As I walked in the door, they had this bike off to the side, front tire off the rim, price tag, for to much money, and on the tag it said a late 50's Chicago built bike.  I knew by the dropouts it was a pre war.

The five digit serial number was a give away also.  Anyway, it is a good survivor and a keeper.  

I got it back to my hotel, put a new tube in the front tire and it rides rather well, although it needs a compete tear down and the bearing worked on, maybe some grease, stuff like that.

Someone tried to repaint it years ago, so the original paint is history and it will need to be redone.  I also took off the basket, not my style.


----------



## piercer_99 (Jun 6, 2016)

I do want to get the rear drop stand, and the parts for the headlight, guts, bezel and lens. 

I don't think the tires are original, but they are really old, The Special LHR Balloon Tyre, they are really soft, pliable, and in like new condition on the tread, minimal cracking on the sidewalls, very minimal. 

 

 

 

 

 

 

here are some photos of it at the jobsite, locked up so it doesn't run away overnight.   Not enough room in my hotel for it right now.


----------



## kzoflyer (Jun 7, 2016)

That's a cool pre war Rocket. The LHR tires wouldn't be original as they were made in Japan from what I remember.


----------



## piercer_99 (Jun 8, 2016)

kzoflyer said:


> That's a cool pre war Rocket. The LHR tires wouldn't be original as they were made in Japan from what I remember.



Taiwan


----------



## Lamont (Jun 13, 2016)

piercer_99 said:


> Taiwan


----------



## Lamont (Jun 13, 2016)

Anyone know if these would have been orig equipment?


----------



## Freqman1 (Jun 13, 2016)

Lamont said:


> Anyone know if these would have been orig equipment?



For what bike? V/r Shawn


----------



## piercer_99 (Jun 13, 2016)

I had Davis Deluxe on a 54' Higgins I had, they were stock on it.

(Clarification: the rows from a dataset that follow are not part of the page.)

// ==========================================
// 管道材料导入系统 - 元数据解析器
// ==========================================
// 职责: 区域 / 系统 / 试压包 名称 → id
// 流程（每个维度）: 查已存在 → 插入缺失（INSERT OR IGNORE）→ 全量重查 → 数量核对
// 红线: 重查数量 ≠ 请求数量 视为一致性缺陷，整批中止
// 并发: 三个维度互不依赖，try_join! 并发解析
// ==========================================

use crate::domain::import::{MetadataCreatedCounts, MetadataLookupMaps, MetadataToCreate};
use crate::domain::takeoff::ParsedRow;
use crate::domain::types::MetadataDimension;
use crate::importer::error::{ImportError, ImporterResult};
use crate::repository::takeoff_import_repo::TakeoffImportRepository;
use std::collections::{HashMap, HashSet};
use tracing::debug;

/// TRIM + 去空 + 去重（保持首次出现顺序）
pub fn dedup_names<'a>(names: impl IntoIterator<Item = &'a str>) -> Vec<String> {
    let mut seen = HashSet::new();
    names
        .into_iter()
        .map(str::trim)
        .filter(|n| !n.is_empty())
        .filter(|n| seen.insert(n.to_string()))
        .map(str::to_string)
        .collect()
}

/// 请求声明的名称 ∪ 行上引用的名称
pub fn collect_metadata_names(declared: &MetadataToCreate, rows: &[ParsedRow]) -> MetadataToCreate {
    let mut merged = MetadataToCreate::default();

    for dimension in MetadataDimension::ALL {
        let from_rows = rows.iter().filter_map(|r| match dimension {
            MetadataDimension::Area => r.area.as_deref(),
            MetadataDimension::System => r.system.as_deref(),
            MetadataDimension::TestPackage => r.test_package.as_deref(),
        });
        let declared_names = declared.names(dimension).iter().map(String::as_str);

        *merged.names_mut(dimension) = dedup_names(declared_names.chain(from_rows));
    }

    merged
}

/// 解析单个维度
///
/// # 返回
/// - (名称 → id, 本次新建数量)
pub async fn resolve_dimension<R>(
    repo: &R,
    project_id: &str,
    dimension: MetadataDimension,
    names: &[String],
) -> ImporterResult<(HashMap<String, String>, usize)>
where
    R: TakeoffImportRepository + ?Sized,
{
    let names = dedup_names(names.iter().map(String::as_str));
    if names.is_empty() {
        return Ok((HashMap::new(), 0));
    }

    let existing = repo
        .find_metadata_by_names(project_id, dimension, &names)
        .await?;
    let existing_names: HashSet<&str> = existing.iter().map(|m| m.name.as_str()).collect();

    let missing: Vec<String> = names
        .iter()
        .filter(|n| !existing_names.contains(n.as_str()))
        .cloned()
        .collect();

    let created = if missing.is_empty() {
        0
    } else {
        repo.insert_metadata_ignore(project_id, dimension, &missing)
            .await?
    };

    let fetched = repo
        .find_metadata_by_names(project_id, dimension, &names)
        .await?;

    if fetched.len() != names.len() {
        return Err(ImportError::MetadataCountMismatch {
            dimension,
            requested: names.len(),
            fetched: fetched.len(),
        });
    }

    debug!(
        dimension = %dimension,
        requested = names.len(),
        existing = existing.len(),
        created,
        "元数据维度解析完成"
    );

    let map = fetched.into_iter().map(|m| (m.name, m.id)).collect();
    Ok((map, created))
}

/// 三个维度并发解析
pub async fn resolve_all<R>(
    repo: &R,
    project_id: &str,
    names: &MetadataToCreate,
) -> ImporterResult<(MetadataLookupMaps, MetadataCreatedCounts)>
where
    R: TakeoffImportRepository + ?Sized,
{
    let (areas, systems, test_packages) = futures::try_join!(
        resolve_dimension(repo, project_id, MetadataDimension::Area, &names.areas),
        resolve_dimension(repo, project_id, MetadataDimension::System, &names.systems),
        resolve_dimension(
            repo,
            project_id,
            MetadataDimension::TestPackage,
            &names.test_packages
        ),
    )?;

    let mut counts = MetadataCreatedCounts::default();
    counts.set(MetadataDimension::Area, areas.1);
    counts.set(MetadataDimension::System, systems.1);
    counts.set(MetadataDimension::TestPackage, test_packages.1);

    let maps = MetadataLookupMaps {
        areas: areas.0,
        systems: systems.0,
        test_packages: test_packages.0,
    };

    Ok((maps, counts))
}

#[cfg(test)]
mod tests {
    use super::*;
    use crate::domain::types::ComponentType;
    use crate::repository::TakeoffImportRepositoryImpl;
    use rusqlite::Connection;
    use std::sync::{Arc, Mutex};

    fn repo() -> TakeoffImportRepositoryImpl {
        let conn = Connection::open_in_memory().unwrap();
        TakeoffImportRepositoryImpl::from_connection(Arc::new(Mutex::new(conn))).unwrap()
    }

    #[test]
    fn test_dedup_names() {
        let names = dedup_names([" North", "North", "", "South ", "  "]);
        assert_eq!(names, vec!["North".to_string(), "South".to_string()]);
    }

    #[test]
    fn test_collect_metadata_names_merges_rows() {
        let declared = MetadataToCreate {
            areas: vec!["North".to_string()],
            ..Default::default()
        };
        let row = ParsedRow {
            row_number: 1,
            drawing: "P-001".to_string(),
            component_type: ComponentType::Valve,
            qty: 1,
            commodity_code: "V100".to_string(),
            size: None,
            spec: None,
            description: None,
            comments: None,
            area: Some("East".to_string()),
            system: Some("Cooling".to_string()),
            test_package: None,
            unmapped_fields: Default::default(),
        };

        let merged = collect_metadata_names(&declared, &[row]);
        assert_eq!(merged.areas, vec!["North".to_string(), "East".to_string()]);
        assert_eq!(merged.systems, vec!["Cooling".to_string()]);
        assert!(merged.test_packages.is_empty());
    }

    #[tokio::test]
    async fn test_resolve_same_name_twice_reuses_id() {
        let repo = repo();
        let names = vec!["North".to_string()];

        let (first, created_first) =
            resolve_dimension(&repo, "p1", MetadataDimension::Area, &names)
                .await
                .unwrap();
        let (second, created_second) =
            resolve_dimension(&repo, "p1", MetadataDimension::Area, &names)
                .await
                .unwrap();

        assert_eq!(created_first, 1);
        assert_eq!(created_second, 0);
        assert_eq!(first["North"], second["North"]);
        assert_eq!(
            repo.count_metadata("p1", MetadataDimension::Area).await.unwrap(),
            1
        );
    }

    #[tokio::test]
    async fn test_resolve_all_dimensions() {
        let repo = repo();
        let names = MetadataToCreate {
            areas: vec!["North".to_string()],
            systems: vec!["Cooling".to_string(), "Steam".to_string()],
            test_packages: vec![],
        };

        let (maps, counts) = resolve_all(&repo, "p1", &names).await.unwrap();
        assert_eq!(counts.areas, 1);
        assert_eq!(counts.systems, 2);
        assert_eq!(counts.test_packages, 0);
        assert!(maps.systems.contains_key("Steam"));
    }
}
// ==========================================
// 管道材料导入系统 - 导入API
// ==========================================
// 职责: 封装导入入口（请求体校验、鉴权、导入器装配）
// 说明: 导入失败以 ImportResult(success=false) 返回，调用方按 failure_kind 选择状态码；
//       ApiError 仅用于鉴权失败和基础设施故障
// ==========================================

use crate::api::error::{ApiError, ApiResult};
use crate::config::{ConfigManager, ImportLimits};
use crate::db::open_sqlite_connection;
use crate::domain::import::{ImportBatch, ImportPreview, ImportRequest, ImportResult};
use crate::importer::error::ImportError;
use crate::importer::{TakeoffImporter, TakeoffImporterImpl, UniversalFileParser};
use crate::repository::{TakeoffImportRepository, TakeoffImportRepositoryImpl};
use std::path::{Path, PathBuf};
use std::sync::{Arc, Mutex};
use tracing::{info, warn};
use uuid::Uuid;

type Importer = TakeoffImporterImpl<TakeoffImportRepositoryImpl, ConfigManager>;

/// 导入结果 → HTTP 状态码
///
/// - 成功 → 200
/// - payload / validation → 400
/// - 其余 → 500
pub fn status_for(result: &ImportResult) -> u16 {
    match result.failure_kind {
        None if result.success => 200,
        Some(kind) if kind.is_user_error() => 400,
        _ => 500,
    }
}

/// 导入API
pub struct ImportApi {
    db_path: String,
}

impl ImportApi {
    /// 创建新的ImportApi实例
    pub fn new(db_path: String) -> Self {
        Self { db_path }
    }

    /// 导入结构化请求体
    ///
    /// # 参数
    /// - body: JSON 请求体（ImportRequest，camelCase）
    /// - authorized: 调用方鉴权结果
    ///
    /// # 返回
    /// - Ok(ImportResult): 成功或结构化失败（超限 / 格式错误 / 校验失败 / 落库失败）
    /// - Err(ApiError::Unauthorized): 未授权，不做任何处理
    pub async fn import_payload(&self, body: &[u8], authorized: bool) -> ApiResult<ImportResult> {
        if !authorized {
            warn!(bytes = body.len(), "拒绝未授权的导入请求");
            return Err(ApiError::Unauthorized);
        }

        let (importer, config) = self.create_importer()?;

        let limits = ImportLimits::load(&config)
            .await
            .map_err(|e| ApiError::InternalError(format!("读取导入配置失败: {}", e)))?;
        if body.len() > limits.max_payload_bytes {
            return Ok(payload_failure(
                "",
                ImportError::PayloadTooLarge {
                    actual: body.len(),
                    limit: limits.max_payload_bytes,
                },
            ));
        }

        let request: ImportRequest = match serde_json::from_slice(body) {
            Ok(r) => r,
            Err(e) => return Ok(payload_failure("", ImportError::from(e))),
        };

        info!(project_id = %request.project_id, rows = request.rows.len(), "收到导入请求");
        Ok(importer.import_request(request).await)
    }

    /// 导入 CSV / Excel 文件
    pub async fn import_file(&self, project_id: &str, file_path: &str) -> ApiResult<ImportResult> {
        let (importer, _) = self.create_importer()?;
        Ok(importer.import_file(project_id, Path::new(file_path)).await)
    }

    /// 并发导入多个文件（每个文件一个结果）
    pub async fn batch_import(
        &self,
        project_id: &str,
        file_paths: &[String],
    ) -> ApiResult<Vec<ImportResult>> {
        let (importer, _) = self.create_importer()?;
        let paths: Vec<PathBuf> = file_paths.iter().map(PathBuf::from).collect();
        Ok(importer.batch_import(project_id, paths).await)
    }

    /// 预览文件（列映射 + 校验汇总，不落库）
    pub async fn preview_file(&self, file_path: &str) -> ApiResult<ImportPreview> {
        let (importer, _) = self.create_importer()?;
        Ok(importer.preview_file(Path::new(file_path)).await?)
    }

    /// 查询导入批次审计记录
    pub async fn get_import_batch(&self, batch_id: &str) -> ApiResult<ImportBatch> {
        let (importer, _) = self.create_importer()?;
        importer
            .repository()
            .get_import_batch(batch_id)
            .await?
            .ok_or_else(|| ApiError::NotFound(format!("导入批次 {}", batch_id)))
    }

    /// 创建导入器实例（仓储与配置共享同一连接）
    fn create_importer(&self) -> ApiResult<(Importer, ConfigManager)> {
        let conn = open_sqlite_connection(&self.db_path)
            .map_err(|e| ApiError::DatabaseConnectionError(e.to_string()))?;
        let conn = Arc::new(Mutex::new(conn));

        let repo = TakeoffImportRepositoryImpl::from_connection(conn.clone())?;
        let importer_config = ConfigManager::from_connection(conn.clone())
            .map_err(|e| ApiError::InternalError(format!("创建配置管理器失败: {}", e)))?;
        let api_config = ConfigManager::from_connection(conn)
            .map_err(|e| ApiError::InternalError(format!("创建配置管理器失败: {}", e)))?;

        let importer = TakeoffImporterImpl::new(repo, importer_config, Box::new(UniversalFileParser));
        Ok((importer, api_config))
    }
}

/// 请求体层面的失败（未进入导入流程，不写审计记录）
fn payload_failure(project_id: &str, err: ImportError) -> ImportResult {
    warn!(error = %err, "导入请求体无效");
    let kind = err.failure_kind();
    ImportResult::new(Uuid::new_v4().to_string(), project_id).into_failure(
        kind,
        err.to_string(),
        Vec::new(),
    )
}

#[cfg(test)]
mod tests {
    use super::*;
    use crate::domain::types::FailureKind;

    #[test]
    fn test_status_for() {
        let mut ok = ImportResult::new("b1", "p1");
        ok.success = true;
        assert_eq!(status_for(&ok), 200);

        let payload = ImportResult::new("b2", "p1").into_failure(FailureKind::Payload, "x", vec![]);
        assert_eq!(status_for(&payload), 400);

        let persistence =
            ImportResult::new("b3", "p1").into_failure(FailureKind::Persistence, "x", vec![]);
        assert_eq!(status_for(&persistence), 500);
    }
}
// ==========================================
// 日志系统初始化
// ==========================================
// 使用 tracing 和 tracing-subscriber
// 支持环境变量配置日志级别
// ==========================================

use tracing_subscriber::{fmt, EnvFilter};

/// 初始化日志系统
///
/// # 环境变量
/// - RUST_LOG: 日志级别过滤器（默认: info）
///   例如: RUST_LOG=debug 或 RUST_LOG=takeoff_import=trace
/// - TAKEOFF_IMPORT_LOG_JSON=1: 输出 JSON 格式（便于日志采集）
///
/// # 示例
/// ```no_run
/// use takeoff_import::logging;
/// logging::init();
/// ```
pub fn init() {
    // 从环境变量读取日志级别，默认为 info
    let filter = EnvFilter::try_from_default_env()
        .unwrap_or_else(|_| EnvFilter::new("info"));

    let json = std::env::var("TAKEOFF_IMPORT_LOG_JSON")
        .map(|v| matches!(v.trim(), "1" | "true" | "yes"))
        .unwrap_or(false);

    // 配置日志格式
    if json {
        fmt()
            .json()
            .with_env_filter(filter)
            .with_target(true)
            .with_line_number(true)
            .init();
    } else {
        fmt()
            .with_env_filter(filter)
            .with_target(true)
            .with_thread_ids(false)
            .with_line_number(true)
            .init();
    }
}

/// 初始化测试环境的日志系统
///
/// 使用更详细的日志级别，便于调试
pub fn init_test() {
    let _ = fmt()
        .with_env_filter(EnvFilter::new("debug"))
        .with_test_writer()
        .try_init();
}
//! Headless audio backend
//!
//! Silent stand-in for machines with no audio device: CI runners,
//! dedicated servers, and tests. Voices go through the same lifecycle as
//! real ones but never reach hardware.
//!
//! The voice table is shared with a [`HeadlessController`], so a test (or
//! a server harness) can watch voice counts and declare voices finished
//! from outside the backend.

use slotmap::SlotMap;
use std::sync::{Arc, Mutex, MutexGuard, PoisonError};

use super::{AudioBackend, BackendConfig, VoiceId};
use crate::{AudioError, AudioResult};

#[derive(Debug, Clone, Copy, PartialEq, Eq)]
enum VoiceStatus {
    Playing,
    Paused,
    Finished,
}

type VoiceTable = SlotMap<VoiceId, VoiceStatus>;

/// Silent backend that tracks voice state in memory.
pub struct HeadlessBackend {
    voices: Arc<Mutex<VoiceTable>>,
    initialized: bool,
}

impl HeadlessBackend {
    /// Create an uninitialized headless backend.
    pub fn new() -> Self {
        Self {
            voices: Arc::new(Mutex::new(SlotMap::with_key())),
            initialized: false,
        }
    }

    /// External view onto this backend's voice table. Stays valid after
    /// the backend is boxed behind the `AudioBackend` trait.
    pub fn controller(&self) -> HeadlessController {
        HeadlessController {
            voices: Arc::clone(&self.voices),
        }
    }

    fn lock(&self) -> MutexGuard<'_, VoiceTable> {
        self.voices.lock().unwrap_or_else(PoisonError::into_inner)
    }
}

impl AudioBackend for HeadlessBackend {
    fn initialize(&mut self, _config: &BackendConfig) -> AudioResult<()> {
        if !self.initialized {
            self.initialized = true;
            log::info!("headless audio backend initialized");
        }
        Ok(())
    }

    fn shutdown(&mut self) {
        if !self.initialized {
            return;
        }
        self.stop_all();
        self.initialized = false;
        log::info!("headless audio backend shut down");
    }

    fn is_initialized(&self) -> bool {
        self.initialized
    }

    fn play_sound(&mut self, data: &[u8]) -> AudioResult<VoiceId> {
        if !self.initialized {
            return Err(AudioError::BackendNotInitialized);
        }
        if data.is_empty() {
            return Err(AudioError::PlaybackFailed("empty sound buffer".to_string()));
        }
        Ok(self.lock().insert(VoiceStatus::Playing))
    }

    fn pause(&mut self, voice: VoiceId) -> AudioResult<()> {
        let mut voices = self.lock();
        let status = voices.get_mut(voice).ok_or(AudioError::InvalidVoice)?;
        if *status == VoiceStatus::Playing {
            *status = VoiceStatus::Paused;
        }
        Ok(())
    }

    fn resume(&mut self, voice: VoiceId) -> AudioResult<()> {
        let mut voices = self.lock();
        let status = voices.get_mut(voice).ok_or(AudioError::InvalidVoice)?;
        if *status == VoiceStatus::Paused {
            *status = VoiceStatus::Playing;
        }
        Ok(())
    }

    fn stop(&mut self, voice: VoiceId) {
        self.lock().remove(voice);
    }

    fn set_volume(&mut self, voice: VoiceId, _volume: f32) -> AudioResult<()> {
        self.lock().get(voice).ok_or(AudioError::InvalidVoice)?;
        Ok(())
    }

    fn is_playing(&self, voice: VoiceId) -> bool {
        self.lock().get(voice) == Some(&VoiceStatus::Playing)
    }

    fn is_finished(&self, voice: VoiceId) -> bool {
        match self.lock().get(voice) {
            Some(status) => *status == VoiceStatus::Finished,
            None => true,
        }
    }

    fn stop_all(&mut self) {
        self.lock().clear();
    }
}

impl Default for HeadlessBackend {
    fn default() -> Self {
        Self::new()
    }
}

/// External handle onto a [`HeadlessBackend`]'s voice table.
pub struct HeadlessController {
    voices: Arc<Mutex<VoiceTable>>,
}

impl HeadlessController {
    fn lock(&self) -> MutexGuard<'_, VoiceTable> {
        self.voices.lock().unwrap_or_else(PoisonError::into_inner)
    }

    /// Number of live (unstopped) voices.
    pub fn live_voices(&self) -> usize {
        self.lock().len()
    }

    /// Number of voices currently audible.
    pub fn playing(&self) -> usize {
        self.lock()
            .values()
            .filter(|status| **status == VoiceStatus::Playing)
            .count()
    }

    /// Number of voices currently paused.
    pub fn paused(&self) -> usize {
        self.lock()
            .values()
            .filter(|status| **status == VoiceStatus::Paused)
            .count()
    }

    /// Declare every live voice finished, as if its data ran out.
    pub fn finish_all(&self) {
        for status in self.lock().values_mut() {
            *status = VoiceStatus::Finished;
        }
    }
}

#[cfg(test)]
mod tests {
    use super::*;

    fn initialized() -> HeadlessBackend {
        let mut backend = HeadlessBackend::new();
        backend.initialize(&BackendConfig::default()).unwrap();
        backend
    }

    #[test]
    fn test_requires_initialization() {
        let mut backend = HeadlessBackend::new();
        assert!(matches!(
            backend.play_sound(&[1u8; 4]),
            Err(AudioError::BackendNotInitialized)
        ));
    }

    #[test]
    fn test_rejects_empty_buffer() {
        let mut backend = initialized();
        assert!(matches!(
            backend.play_sound(&[]),
            Err(AudioError::PlaybackFailed(_))
        ));
    }

    #[test]
    fn test_voice_lifecycle() {
        let mut backend = initialized();
        let voice = backend.play_sound(&[1u8; 4]).unwrap();

        assert!(backend.is_playing(voice));
        assert!(!backend.is_finished(voice));

        backend.pause(voice).unwrap();
        assert!(!backend.is_playing(voice));

        backend.resume(voice).unwrap();
        assert!(backend.is_playing(voice));

        backend.stop(voice);
        assert!(backend.is_finished(voice));
    }

    #[test]
    fn test_controller_observes_and_finishes() {
        let mut backend = initialized();
        let controller = backend.controller();

        let voice = backend.play_sound(&[1u8; 4]).unwrap();
        let _other = backend.play_sound(&[1u8; 4]).unwrap();
        backend.pause(voice).unwrap();

        assert_eq!(controller.live_voices(), 2);
        assert_eq!(controller.playing(), 1);
        assert_eq!(controller.paused(), 1);

        controller.finish_all();
        assert!(backend.is_finished(voice));
        assert_eq!(controller.playing(), 0);
    }

    #[test]
    fn test_shutdown_clears_voices() {
        let mut backend = initialized();
        let controller = backend.controller();
        backend.play_sound(&[1u8; 4]).unwrap();

        backend.shutdown();
        assert!(!backend.is_initialized());
        assert_eq!(controller.live_voices(), 0);
    }
}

I had Firestones on a 58' Higgins, not sure if they were stock, I think they were from the early 60's.


----------



## Lamont (Jun 14, 2016)

Glad Shaw asked !  Piercer, I've been studying your new find , as it looks alot like my recent find with no badge ...
mine has a hub code E "triangle"  on the hub   which would say its a 1939,   The badge screw holes are top/bottom, clearly for a rather long  rather long badge.....  Frame seems identicle to the untrained eye.

Have I got a monarch here also ?  Anyone able to pin down what badge I am missing ?

View attachment 329098

View attachment 329099

View attachment 329100


----------



## Freqman1 (Jun 14, 2016)

Can you show a pic of the whole bike? Kinda looking like an Elgin serial # to me? BTW you would probably be better off starting your own thread. You will get more visibilty and it doesn't hi-jack the OP thread. V/r (very respectfully) Shawn


----------



## Lamont (Jun 14, 2016)

View attachment 329101 





Cant tell if this might be another Firestone ,

Although the serial number , F117145  , seems to fit  the 1941 columbia range ,   without the F , it would fit the 1940 monark range .... 

  Whatever monark or not , they both seem the same frame geometry to me
I alot of work ahead for this one as well!

L


----------



## Lamont (Jun 14, 2016)

Your right shawn ... My Bad .    I ll move this over to an new thread ...  

Meantime, Pierce , I have to say .....I'm fairly envious of those grip Jewel reflectors and complete front with struts and fender light .Hope to see some picks in progress when you get her home!


----------



## piercer_99 (Apr 1, 2018)

Lamont said:


> Your right shawn ... My Bad .    I ll move this over to an new thread ...
> 
> Meantime, Pierce , I have to say .....I'm fairly envious of those grip Jewel reflectors and complete front with struts and fender light .Hope to see some picks in progress when you get her home!





well, aside from tires, maintenance, recovering the seat, adding the tank and a drop stand, haven't done a thing to it.   Except ride the heck out of it.


My brides 55 Sunliner has a much nicer paint finish than my 41 Rocket


----------